There are calls for the cruise ship industry to be effectively regulated to minimise the serious risk it poses to human health.
Cruise ships are a potential source of human health risks to passengers, staff and land-based residents who live near ports or work in shipyards, according to researchers.
This includes the spread of infectious diseases, such as the outbreaks of Covid-19 on some cruise ships.
Experts also found there was an impact from noise and air pollution on health as well as difficult working environments for boat and shipyard staff.
The international research team found cruising was a major source of environmental pollution and degradation, with air, water, soil, fragile habitats and wildlife affected.
They combined evidence from more than 200 research papers on the health of people and the environment in different oceans and seas around the world.
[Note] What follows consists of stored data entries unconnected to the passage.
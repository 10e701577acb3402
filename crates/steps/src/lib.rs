//! Step emitters for visualising linear and binary search.
//!
//! Each algorithm is exposed as a lazy iterator of immutable [`Snapshot`]s. A
//! snapshot carries the searched sequence together with one [`CellState`] per
//! index, so a presentation layer can paint every step without knowing how the
//! algorithm works. The iterators never sleep; pacing and cancellation live in
//! [`drive`], which reproduces the "notify the sink, then wait" contract on top
//! of any step stream.

mod algorithm;
mod binary;
mod drive;
mod error;
mod linear;
mod snapshot;

pub use algorithm::{Algorithm, Steps};
pub use binary::BinarySearch;
pub use drive::{CancelToken, RunOutcome, drive};
pub use error::{ParseAlgorithmError, StepError};
pub use linear::LinearSearch;
pub use snapshot::{Bounds, CellState, Phase, Snapshot};

/// Item type produced by every step emitter.
pub type StepResult<T> = Result<Snapshot<T>, StepError>;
Professor Lora Fleming, of the University of Exeter, said: “Cruise tourism was rapidly expanding pre-Covid-19, and our research shows it causes major impacts on the environment and on human health and wellbeing.
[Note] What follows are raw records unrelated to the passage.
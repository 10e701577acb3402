use ratatui::style::{Color, Modifier, Style};
use searchviz_steps::CellState;

const SKY_BLUE: Color = Color::Rgb(135, 206, 235);

/// Colours for bars and chrome.
#[derive(Debug, Clone, Copy, PartialEq, Eq)]
pub struct Theme {
    pub idle: Color,
    pub candidate: Color,
    pub in_range: Color,
    pub eliminated: Color,
    pub found: Color,
    pub not_found: Color,
    pub header: Style,
    pub label: Style,
    pub status: Style,
    pub warning: Style,
    pub empty: Style,
}

impl Theme {
    #[must_use]
    pub fn bar_color(&self, state: CellState) -> Color {
        match state {
            CellState::Idle => self.idle,
            CellState::Candidate => self.candidate,
            CellState::InRange => self.in_range,
            CellState::Eliminated => self.eliminated,
            CellState::Found => self.found,
            CellState::NotFound => self.not_found,
        }
    }

    #[must_use]
    pub fn bar_style(&self, state: CellState) -> Style {
        Style::new().fg(self.bar_color(state))
    }

    #[must_use]
    pub fn header_style(&self) -> Style {
        self.header
    }

    #[must_use]
    pub fn label_style(&self) -> Style {
        self.label
    }

    #[must_use]
    pub fn status_style(&self) -> Style {
        self.status
    }

    #[must_use]
    pub fn warning_style(&self) -> Style {
        self.warning
    }

    #[must_use]
    pub fn empty_style(&self) -> Style {
        self.empty
    }
}

impl Default for Theme {
    fn default() -> Self {
        default_theme()
    }
}

/// Definition for a built-in theme bundled with the application.
#[derive(Debug, Clone, Copy)]
pub struct ThemeDefinition {
    pub name: &'static str,
    pub theme: Theme,
    pub aliases: &'static [&'static str],
}

impl ThemeDefinition {
    pub const fn new(name: &'static str, theme: Theme) -> Self {
        Self {
            name,
            theme,
            aliases: &[],
        }
    }

    pub const fn with_aliases(mut self, aliases: &'static [&'static str]) -> Self {
        self.aliases = aliases;
        self
    }

    fn matches(&self, name: &str) -> bool {
        self.name.eq_ignore_ascii_case(name)
            || self
                .aliases
                .iter()
                .any(|alias| alias.eq_ignore_ascii_case(name))
    }
}

/// Default palette: sky blue bars with a yellow probe. Eliminated bars turn
/// gray, a match turns green and an exhausted run turns red.
pub const CLASSIC: Theme = Theme {
    idle: SKY_BLUE,
    candidate: Color::Yellow,
    in_range: SKY_BLUE,
    eliminated: Color::DarkGray,
    found: Color::Green,
    not_found: Color::Red,
    header: Style::new().fg(Color::White).add_modifier(Modifier::BOLD),
    label: Style::new().fg(Color::Black).bg(SKY_BLUE),
    status: Style::new().fg(Color::Gray),
    warning: Style::new().fg(Color::LightRed).add_modifier(Modifier::BOLD),
    empty: Style::new().fg(Color::DarkGray).add_modifier(Modifier::ITALIC),
};

/// High-contrast variant relying on the terminal's base colours only.
pub const MONO: Theme = Theme {
    idle: Color::Gray,
    candidate: Color::White,
    in_range: Color::Gray,
    eliminated: Color::DarkGray,
    found: Color::White,
    not_found: Color::DarkGray,
    header: Style::new().add_modifier(Modifier::BOLD),
    label: Style::new().add_modifier(Modifier::REVERSED),
    status: Style::new(),
    warning: Style::new().add_modifier(Modifier::BOLD.union(Modifier::UNDERLINED)),
    empty: Style::new().add_modifier(Modifier::DIM),
};

const BUILT_IN_DEFINITIONS: &[ThemeDefinition] = &[
    ThemeDefinition::new("classic", CLASSIC).with_aliases(&["default"]),
    ThemeDefinition::new("mono", MONO).with_aliases(&["monochrome"]),
];

#[must_use]
pub fn default_theme() -> Theme {
    CLASSIC
}

/// Look up a built-in theme by name or alias, ignoring case.
#[must_use]
pub fn by_name(name: &str) -> Option<Theme> {
    let name = name.trim();
    BUILT_IN_DEFINITIONS
        .iter()
        .find(|definition| definition.matches(name))
        .map(|definition| definition.theme)
}

/// Names of the built-in themes, in display order.
pub fn names() -> impl Iterator<Item = &'static str> {
    BUILT_IN_DEFINITIONS.iter().map(|definition| definition.name)
}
“We need much better monitoring to generate more robust data for the true picture of these impacts.
“Without new and strictly enforced national and international standardised rules, the cruise industry is likely to continue causing these serious health and environmental hazards.”
First author Dr Josep Lloret, of the University of Girona, said: “Our paper highlights that cruising is a prime example of how the fates of our health and our environments are intertwined.
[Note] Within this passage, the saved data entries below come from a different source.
mod definitions;
mod options;
mod styles;


use clap::Parser;
pub(crate) use definitions::CliArgs;
pub(crate) use options::OutputFormat;

/// Parse command line arguments into the strongly typed [`CliArgs`] structure.
pub(crate) fn parse_cli() -> CliArgs {
    CliArgs::parse()
}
“Up until now, most studies have looked at aspects of this in isolation.
“Our review is the most comprehensive to date to combine these research fields and take a holistic view of how cruising damages our environments and our health.
“We now need global legislation to minimise damage on both our oceans and our health.”
The review combined research papers on a range of factors which have environmental or health impacts, or both.
Research suggests a large cruise ship can have a carbon footprint greater than 12,000 cars.
Passengers on an Antarctic cruise can produce as much CO2 emissions while on an average seven-day voyage as the average European in an entire year.
Within the Mediterranean, cruise and ferry ship CO2 emissions are estimated to be up to 10% of all ship emissions.
The paper also includes research on solid waste as an example of an activity from cruise ships which affects both health and environment.
While cruise ships make up only a small percentage of the global shipping industry, it is estimated that around 24pc of all waste produced by shipping comes from this sector.
Co-author Dr Hrvoje Caric, of the Institute for Tourism in Croatia, said: “We’ve long known that cruise ships cause damage to the environment. However, it’s hugely important to incorporate the impact on human health into that picture.”
The article, Environmental and Human Health Impacts of Cruise Tourism: a Review, is published in the journal Marine Pollution Bulletin.